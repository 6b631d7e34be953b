// =============================================================================
// Scanner — one entry point for the full (MACD) and light (momentum) scans
// =============================================================================
//
// Per scan: load config → for each pair fetch ticker → decide → alert.
// Pairs are processed sequentially; a failure on one pair becomes a row in
// the report and never aborts the scan.
// =============================================================================

use anyhow::Result;
use chrono::{DateTime, Utc};
use serde::Serialize;
use tracing::{info, warn};

use crate::binance::BinanceClient;
use crate::notifier::{group_thousands, momentum_alert, scan_summary, Delivery, Notifier};
use crate::runtime_config::{ConfigLoader, ScanConfig};
use crate::signals::{EngineParams, SignalEngine};
use crate::types::{ScanMode, Signal, SignalVerdict, TickerSnapshot};

// =============================================================================
// Report types
// =============================================================================

/// One line of a scan report.
#[derive(Debug, Clone, PartialEq, Serialize)]
pub struct ScanRow {
    pub symbol: String,
    pub signal: Signal,
    #[serde(skip_serializing_if = "Option::is_none")]
    pub price: Option<f64>,
    #[serde(skip_serializing_if = "Option::is_none")]
    pub pct_change: Option<f64>,
    #[serde(skip_serializing_if = "Option::is_none")]
    pub quote_vol: Option<f64>,
    #[serde(skip_serializing_if = "Option::is_none")]
    pub strong_move: Option<bool>,
    #[serde(skip_serializing_if = "Option::is_none")]
    pub rsi: Option<f64>,
    #[serde(skip_serializing_if = "Option::is_none")]
    pub error: Option<String>,
}

impl ScanRow {
    fn failed(symbol: &str, error: &anyhow::Error) -> Self {
        Self {
            symbol: symbol.to_string(),
            signal: Signal::FetchFailed,
            price: None,
            pct_change: None,
            quote_vol: None,
            strong_move: None,
            rsi: None,
            error: Some(format!("{error:#}")),
        }
    }

    fn from_verdict(verdict: &SignalVerdict) -> Self {
        let snap = verdict.snapshot;
        Self {
            symbol: verdict.symbol.clone(),
            signal: verdict.signal,
            price: snap.map(|s| s.last_price),
            pct_change: snap.map(|s| s.price_change_percent),
            quote_vol: snap.map(|s| s.quote_volume),
            strong_move: None,
            rsi: verdict.indicators.as_ref().and_then(|i| i.latest_rsi()),
            error: None,
        }
    }

    /// Plain-text line used in the Discord scan summary.
    pub fn summary_line(&self) -> String {
        match self.signal {
            Signal::FetchFailed => format!("{}: ❌ Failed to fetch data", self.symbol),
            Signal::LowVolume => format!(
                "{}: skipped (low volume {})",
                self.symbol,
                group_thousands(self.quote_vol.unwrap_or_default())
            ),
            signal => format!("{}: ✅ {}", self.symbol, signal),
        }
    }
}

#[derive(Debug, Clone, Serialize)]
pub struct ScanReport {
    pub status: String,
    pub mode: ScanMode,
    pub timestamp: DateTime<Utc>,
    pub pairs_checked: usize,
    pub alerts_sent: usize,
    pub results: Vec<ScanRow>,
}

impl ScanReport {
    fn new(mode: ScanMode, results: Vec<ScanRow>, alerts_sent: usize) -> Self {
        let status = match mode {
            ScanMode::Full => "Pingr Scan Complete",
            ScanMode::Light => "Pingr Light Scan Complete",
        };
        Self {
            status: status.to_string(),
            mode,
            timestamp: Utc::now(),
            pairs_checked: results.len(),
            alerts_sent,
            results,
        }
    }
}

// =============================================================================
// Scanner
// =============================================================================

#[derive(Debug, Clone)]
pub struct Scanner {
    client: BinanceClient,
    notifier: Notifier,
    loader: ConfigLoader,
}

impl Scanner {
    pub fn new(client: BinanceClient, notifier: Notifier, loader: ConfigLoader) -> Self {
        Self {
            client,
            notifier,
            loader,
        }
    }

    pub fn client(&self) -> &BinanceClient {
        &self.client
    }

    pub fn notifier(&self) -> &Notifier {
        &self.notifier
    }

    /// Load config and run `mode`.
    ///
    /// A full scan falls back to default config when loading fails; a light
    /// scan returns the load error to the caller.
    pub async fn run(&self, mode: ScanMode) -> Result<ScanReport> {
        let config = match (self.loader.load().await, mode) {
            (Ok(cfg), _) => cfg,
            (Err(e), ScanMode::Full) => {
                warn!(error = %e, "could not load scan config, using defaults");
                ScanConfig::default()
            }
            (Err(e), ScanMode::Light) => return Err(e),
        };

        Ok(self.run_with(mode, &config).await)
    }

    pub async fn run_with(&self, mode: ScanMode, config: &ScanConfig) -> ScanReport {
        info!(%mode, pairs = ?config.pairs_to_scan(), "running scan");
        match mode {
            ScanMode::Full => self.scan_full(config).await,
            ScanMode::Light => self.scan_light(config).await,
        }
    }

    /// Volume gate, then MACD cross on recent klines. Sends one summary.
    pub async fn scan_full(&self, config: &ScanConfig) -> ScanReport {
        let engine = SignalEngine::new(EngineParams::from(config));
        let mut rows = Vec::new();

        for symbol in config.pairs_to_scan() {
            let snap = match self.client.get_ticker_24h(symbol).await {
                Ok(s) => s,
                Err(e) => {
                    warn!(symbol = %symbol, error = %e, "ticker fetch failed");
                    rows.push(ScanRow::failed(symbol, &e));
                    continue;
                }
            };

            if snap.quote_volume < config.min_24h_volume_usdt {
                let verdict = SignalVerdict::new(symbol.as_str(), Signal::LowVolume).with_snapshot(snap);
                rows.push(ScanRow::from_verdict(&verdict));
                continue;
            }

            let verdict = match self
                .client
                .get_closes(symbol, &config.kline_interval, config.kline_limit)
                .await
            {
                Ok(closes) => engine.evaluate_macd(symbol, &closes).with_snapshot(snap),
                Err(e) => {
                    warn!(symbol = %symbol, error = %e, "kline fetch failed, treating as no signal");
                    SignalVerdict::new(symbol.as_str(), Signal::NoSignal).with_snapshot(snap)
                }
            };
            info!(symbol = %symbol, signal = %verdict.signal, "full scan verdict");
            rows.push(ScanRow::from_verdict(&verdict));
        }

        let lines: Vec<String> = rows.iter().map(ScanRow::summary_line).collect();
        let sent = self.deliver(&scan_summary(&lines)).await;

        ScanReport::new(ScanMode::Full, rows, sent)
    }

    /// 24h momentum filter. Sends one alert per strong move.
    pub async fn scan_light(&self, config: &ScanConfig) -> ScanReport {
        let engine = SignalEngine::new(EngineParams::from(config));
        let mut rows = Vec::new();
        let mut sent = 0;

        for symbol in config.pairs_to_scan() {
            let snap: TickerSnapshot = match self.client.get_ticker_24h(symbol).await {
                Ok(s) => s,
                Err(e) => {
                    warn!(symbol = %symbol, error = %e, "ticker fetch failed");
                    rows.push(ScanRow::failed(symbol, &e));
                    continue;
                }
            };

            let verdict = engine.evaluate_momentum(symbol, snap);
            let strong = verdict.fired();
            if strong {
                info!(symbol = %symbol, pct = snap.price_change_percent, "momentum alert");
                sent += self.deliver(&momentum_alert(symbol, &snap)).await;
            }

            let mut row = ScanRow::from_verdict(&verdict);
            row.strong_move = Some(strong);
            rows.push(row);
        }

        ScanReport::new(ScanMode::Light, rows, sent)
    }

    /// Send `content`; returns 1 if delivered, 0 otherwise.
    async fn deliver(&self, content: &str) -> usize {
        match self.notifier.send(content).await {
            Ok(Delivery::Sent) => 1,
            Ok(Delivery::Skipped) => 0,
            Err(e) => {
                warn!(error = %e, "alert delivery failed");
                0
            }
        }
    }
}
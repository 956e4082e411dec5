//! Candytrail path tiler - freehand stroke to game tile conversion
//!
//! This crate provides the core path tiling logic for the game board:
//! - [`types`] - Raw input samples, palette colors, and tile records
//! - [`resample`] - Evenly spaced positions along a drawn stroke
//! - [`color`] - Palette assignment under the 7-tile fairness rule
//! - [`validation`] - Structural checks over generated sequences
//! - [`pipeline`] - The combined stroke-to-tiles pipeline
//!
//! Everything here is pure computation over in-memory slices: no I/O,
//! no shared state, no concurrency. The only non-determinism is the
//! color tie-break, which takes an injectable `rand::Rng` so tests can
//! run seeded.

pub mod color;
pub mod constants;
pub mod pipeline;
pub mod resample;
pub mod types;
pub mod validation;

pub use color::*;
pub use constants::*;
pub use pipeline::*;
pub use resample::*;
pub use types::*;
pub use validation::*;
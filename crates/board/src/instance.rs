//! GPU-ready tile instance records
//!
//! Flat, tightly packed per-tile data for instanced rendering. The
//! renderer uploads these as a single buffer; bytemuck gives the safe
//! byte view.

use bytemuck::{Pod, Zeroable};

use crate::types::BoardTile;

/// Per-tile instance data for renderer upload.
///
/// Field layout is `repr(C)` with no padding: 3 position floats
/// followed by 4 color floats.
#[derive(Debug, Clone, Copy, PartialEq, Pod, Zeroable)]
#[repr(C)]
pub struct TileInstance {
    /// World-space position.
    pub position: [f32; 3],
    /// Linear RGBA color.
    pub color: [f32; 4],
}

/// Flatten a laid-out board into instance records, in tile order.
pub fn instances(board: &[BoardTile]) -> Vec<TileInstance> {
    board
        .iter()
        .map(|tile| TileInstance {
            position: tile.position.to_array(),
            color: tile.rgba(),
        })
        .collect()
}

#[cfg(test)]
mod tests {
    use super::*;
    use crate::types::TileKind;
    use glam::Vec3;
    use tiler::ColorKey;

    #[test]
    fn test_instance_layout() {
        assert_eq!(std::mem::size_of::<TileInstance>(), 7 * 4);
    }

    #[test]
    fn test_instances_match_board() {
        let board = vec![
            BoardTile {
                id: 0,
                position: Vec3::new(1.0, 2.0, 3.0),
                kind: TileKind::Colored,
                color: ColorKey::Green,
                is_start: true,
                is_end: false,
            },
            BoardTile {
                id: 1,
                position: Vec3::new(4.0, 5.0, 6.0),
                kind: TileKind::Wild,
                color: ColorKey::Red,
                is_start: false,
                is_end: true,
            },
        ];

        let inst = instances(&board);
        assert_eq!(inst.len(), 2);
        assert_eq!(inst[0].position, [1.0, 2.0, 3.0]);
        assert_eq!(inst[0].color, ColorKey::Green.rgba());
        // Wild override, not the palette color.
        assert_eq!(inst[1].color, board[1].rgba());
        assert_ne!(inst[1].color, ColorKey::Red.rgba());
    }

    #[test]
    fn test_instances_are_pod() {
        let inst = instances(&[]);
        let bytes: &[u8] = bytemuck::cast_slice(&inst);
        assert!(bytes.is_empty());
    }
}
//! Freehand stroke resampling
//!
//! Converts a raw sequence of drag samples into evenly spaced tile
//! positions along the drawn curve. The input stream is dirty by
//! assumption: non-finite samples are dropped, zero-length segments are
//! skipped, and anything that cannot produce at least two distinct
//! points degrades to an empty result rather than an error.

use glam::Vec2;
use tracing::{debug, warn};

use crate::types::RawPoint;

/// Drop samples with non-finite coordinates, preserving order.
pub fn filter_points(points: &[RawPoint]) -> Vec<Vec2> {
    let mut valid = Vec::with_capacity(points.len());
    for (i, p) in points.iter().enumerate() {
        if p.is_finite() {
            valid.push(Vec2::from(*p));
        } else {
            debug!("filter_points: dropping invalid sample {} ({:?})", i, p);
        }
    }
    valid
}

/// Resample a freehand stroke into evenly spaced positions.
///
/// The first valid sample is always emitted as tile 0. Positions are
/// then placed every `spacing` units of arc length by linear
/// interpolation within the bracketing input segment, up to a hard cap
/// of `max_tiles`. The last valid sample is appended as the final
/// position unless it coincides exactly with the last emitted one or
/// the cap has been reached.
///
/// Returns an empty sequence when fewer than two valid samples remain
/// after filtering or the stroke has zero total length. Never panics.
pub fn resample(points: &[RawPoint], spacing: f32, max_tiles: usize) -> Vec<Vec2> {
    if !(spacing > 0.0 && spacing.is_finite()) {
        warn!("resample: invalid spacing {}, returning empty", spacing);
        return Vec::new();
    }
    if max_tiles == 0 {
        return Vec::new();
    }

    let pts = filter_points(points);
    if pts.len() < 2 {
        return Vec::new();
    }

    let total: f32 = pts.windows(2).map(|s| s[0].distance(s[1])).sum();
    if total <= 0.0 {
        // All samples identical; rejected, not a crash.
        debug!("resample: zero-length stroke, returning empty");
        return Vec::new();
    }

    let mut out = vec![pts[0]];
    let mut target = spacing;
    let mut start_dist = 0.0;

    'segments: for seg in pts.windows(2) {
        let (a, b) = (seg[0], seg[1]);
        let seg_len = a.distance(b);
        if seg_len <= 0.0 {
            continue;
        }

        while target <= start_dist + seg_len {
            if out.len() >= max_tiles {
                break 'segments;
            }
            let t = (target - start_dist) / seg_len;
            out.push(a.lerp(b, t));
            target += spacing;
        }

        start_dist += seg_len;
    }

    // Pin the final tile to the drawn endpoint. The cap stays hard:
    // once max_tiles positions exist nothing more is emitted.
    let last = pts[pts.len() - 1];
    if out.len() < max_tiles && *out.last().unwrap() != last {
        out.push(last);
    }

    debug!(
        "resample: {} raw -> {} valid -> {} tiles (arc length {:.1})",
        points.len(),
        pts.len(),
        out.len(),
        total
    );

    out
}
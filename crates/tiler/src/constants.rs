/// Distance in canvas pixels between adjacent tile centers.
pub const TILE_SPACING: f32 = 12.0;

/// Minimum tile count for a path to be accepted as complete.
pub const MIN_TILES: usize = 40;

/// Hard cap on tile count. Emission stops at exactly this many.
pub const MAX_TILES: usize = 120;

/// Window size for the color fairness rule.
pub const COLOR_WINDOW: usize = 7;

/// Number of preceding tiles inspected when picking the next color.
pub const COLOR_LOOKBACK: usize = 6;

/// Full regeneration attempts before falling back to palette cycling.
pub const MAX_COLOR_RETRIES: usize = 3;

/// Relative tolerance for the spacing invariant.
pub const SPACING_EPSILON: f32 = 1e-3;
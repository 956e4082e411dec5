//! Board layout: 2D tile sequence to 3D world positions
//!
//! Takes the canvas-space tile sequence from the tiler and places it in
//! world space: the footprint is centered around the origin, canvas y
//! becomes world z, and an optional height profile makes the path rise
//! toward the goal. Mesh and material construction stay with the
//! renderer; this module only produces data.

use std::f32::consts::PI;

use glam::Vec3;
use rand::Rng;
use tracing::debug;

use tiler::Tile;

use crate::types::{BoardTile, TileKind};

/// Total rise of the path from start to goal when height variation is
/// enabled.
const HEIGHT_RISE: f32 = 8.0;

/// Amplitude of the sine wave layered on the rise.
const WAVE_AMPLITUDE: f32 = 1.5;

/// Full sine periods over the length of the path.
const WAVE_PERIODS: f32 = 2.0;

/// Peak-to-peak random height jitter per tile.
const HEIGHT_JITTER: f32 = 0.5;

/// Gate tiles only appear after this index, with this probability.
const GATE_MIN_INDEX: u32 = 10;
const GATE_CHANCE: f64 = 0.05;

/// Wild tiles only appear after this index, with this probability.
const WILD_MIN_INDEX: u32 = 5;
const WILD_CHANCE: f64 = 0.08;

/// Board layout parameters.
#[derive(Debug, Clone, Copy, PartialEq)]
pub struct LayoutOptions {
    /// Uniform scale applied to the centered footprint.
    pub scale: f32,
    /// Apply the rise-plus-wave height profile.
    pub height_variation: bool,
    /// Roll wild/gate tiles and make the goal tile a rainbow.
    pub special_tiles: bool,
}

impl Default for LayoutOptions {
    fn default() -> Self {
        Self {
            scale: 0.9,
            height_variation: true,
            special_tiles: false,
        }
    }
}

/// Place a tile sequence on the 3D board.
///
/// Empty input yields an empty board. Degenerate footprints (all tiles
/// on one vertical or horizontal line) are centered without dividing by
/// zero.
pub fn layout_board(tiles: &[Tile], options: LayoutOptions, rng: &mut impl Rng) -> Vec<BoardTile> {
    if tiles.is_empty() {
        return Vec::new();
    }

    let mut min = tiles[0].position;
    let mut max = tiles[0].position;
    for tile in &tiles[1..] {
        min = min.min(tile.position);
        max = max.max(tile.position);
    }

    // A zero range collapses that axis onto the origin.
    let range = (max - min).max(glam::Vec2::splat(f32::EPSILON));

    debug!(
        "layout_board: {} tiles, footprint {:.1}x{:.1}",
        tiles.len(),
        range.x,
        range.y
    );

    let len = tiles.len();
    let mut board = Vec::with_capacity(len);

    for tile in tiles {
        let x = (tile.position.x - min.x - range.x / 2.0) * options.scale;
        let z = (tile.position.y - min.y - range.y / 2.0) * options.scale;

        let mut y = 0.0;
        if options.height_variation {
            let progress = tile.index as f32 / len as f32;
            y += progress * HEIGHT_RISE;
            y += (progress * WAVE_PERIODS * 2.0 * PI).sin() * WAVE_AMPLITUDE;
            y += (rng.random::<f32>() - 0.5) * HEIGHT_JITTER;
        }

        let is_start = tile.index == 0;
        let is_end = tile.index as usize == len - 1;

        let mut kind = TileKind::Colored;
        if options.special_tiles {
            if is_end {
                kind = TileKind::Rainbow;
            } else if tile.index > GATE_MIN_INDEX && rng.random_bool(GATE_CHANCE) {
                kind = TileKind::Gate;
            } else if tile.index > WILD_MIN_INDEX && rng.random_bool(WILD_CHANCE) {
                kind = TileKind::Wild;
            }
        }

        board.push(BoardTile {
            id: tile.index,
            position: Vec3::new(x, y, z),
            kind,
            color: tile.color,
            is_start,
            is_end,
        });
    }

    board
}
use glam::Vec3;
use serde::{Deserialize, Serialize};
use tiler::ColorKey;

/// Gameplay role of a board tile.
#[derive(Debug, Clone, Copy, PartialEq, Eq, Serialize, Deserialize, Default)]
#[repr(u8)]
pub enum TileKind {
    /// Ordinary palette-colored tile.
    #[default]
    Colored = 0,
    /// Wildcard tile, matches any color.
    Wild = 1,
    /// Gate tile, blocks passage until answered.
    Gate = 2,
    /// Rainbow goal tile at the end of the path.
    Rainbow = 3,
}

impl TileKind {
    /// Packed 0xRRGGBB override color for special tiles; `None` for
    /// ordinary tiles, which render their palette color.
    pub fn hex(&self) -> Option<u32> {
        match self {
            TileKind::Colored => None,
            TileKind::Wild => Some(0xfbbf24),
            TileKind::Gate => Some(0x8b5cf6),
            TileKind::Rainbow => Some(0xffffff),
        }
    }
}

/// A tile placed in board space, ready for a renderer to consume.
#[derive(Debug, Clone, Copy, PartialEq, Serialize, Deserialize)]
pub struct BoardTile {
    /// Sequence position, 0-based.
    pub id: u32,
    /// World-space position (canvas y becomes world z).
    pub position: Vec3,
    /// Gameplay role.
    pub kind: TileKind,
    /// Underlying palette color (meaningful for `Colored`, kept for
    /// the others so gameplay can still reference the sequence).
    pub color: ColorKey,
    pub is_start: bool,
    pub is_end: bool,
}

impl BoardTile {
    /// Effective render color as linear RGBA, special kinds taking
    /// precedence over the palette color.
    pub fn rgba(&self) -> [f32; 4] {
        match self.kind.hex() {
            Some(hex) => [
                ((hex >> 16) & 0xff) as f32 / 255.0,
                ((hex >> 8) & 0xff) as f32 / 255.0,
                (hex & 0xff) as f32 / 255.0,
                1.0,
            ],
            None => self.color.rgba(),
        }
    }
}

#[cfg(test)]
mod tests {
    use super::*;

    #[test]
    fn test_colored_tile_uses_palette_color() {
        let tile = BoardTile {
            id: 0,
            position: Vec3::ZERO,
            kind: TileKind::Colored,
            color: ColorKey::Red,
            is_start: true,
            is_end: false,
        };
        assert_eq!(tile.rgba(), ColorKey::Red.rgba());
    }

    #[test]
    fn test_special_tile_overrides_color() {
        let tile = BoardTile {
            id: 5,
            position: Vec3::ZERO,
            kind: TileKind::Rainbow,
            color: ColorKey::Blue,
            is_start: false,
            is_end: true,
        };
        assert_eq!(tile.rgba(), [1.0, 1.0, 1.0, 1.0]);
    }
}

§ THE TASK:
Please return every line of the records that contains the word "false".

§ YOUR SOLUTION:
                is_end: false,
                is_start: false,
            special_tiles: false,
            is_end: false,
            is_start: false,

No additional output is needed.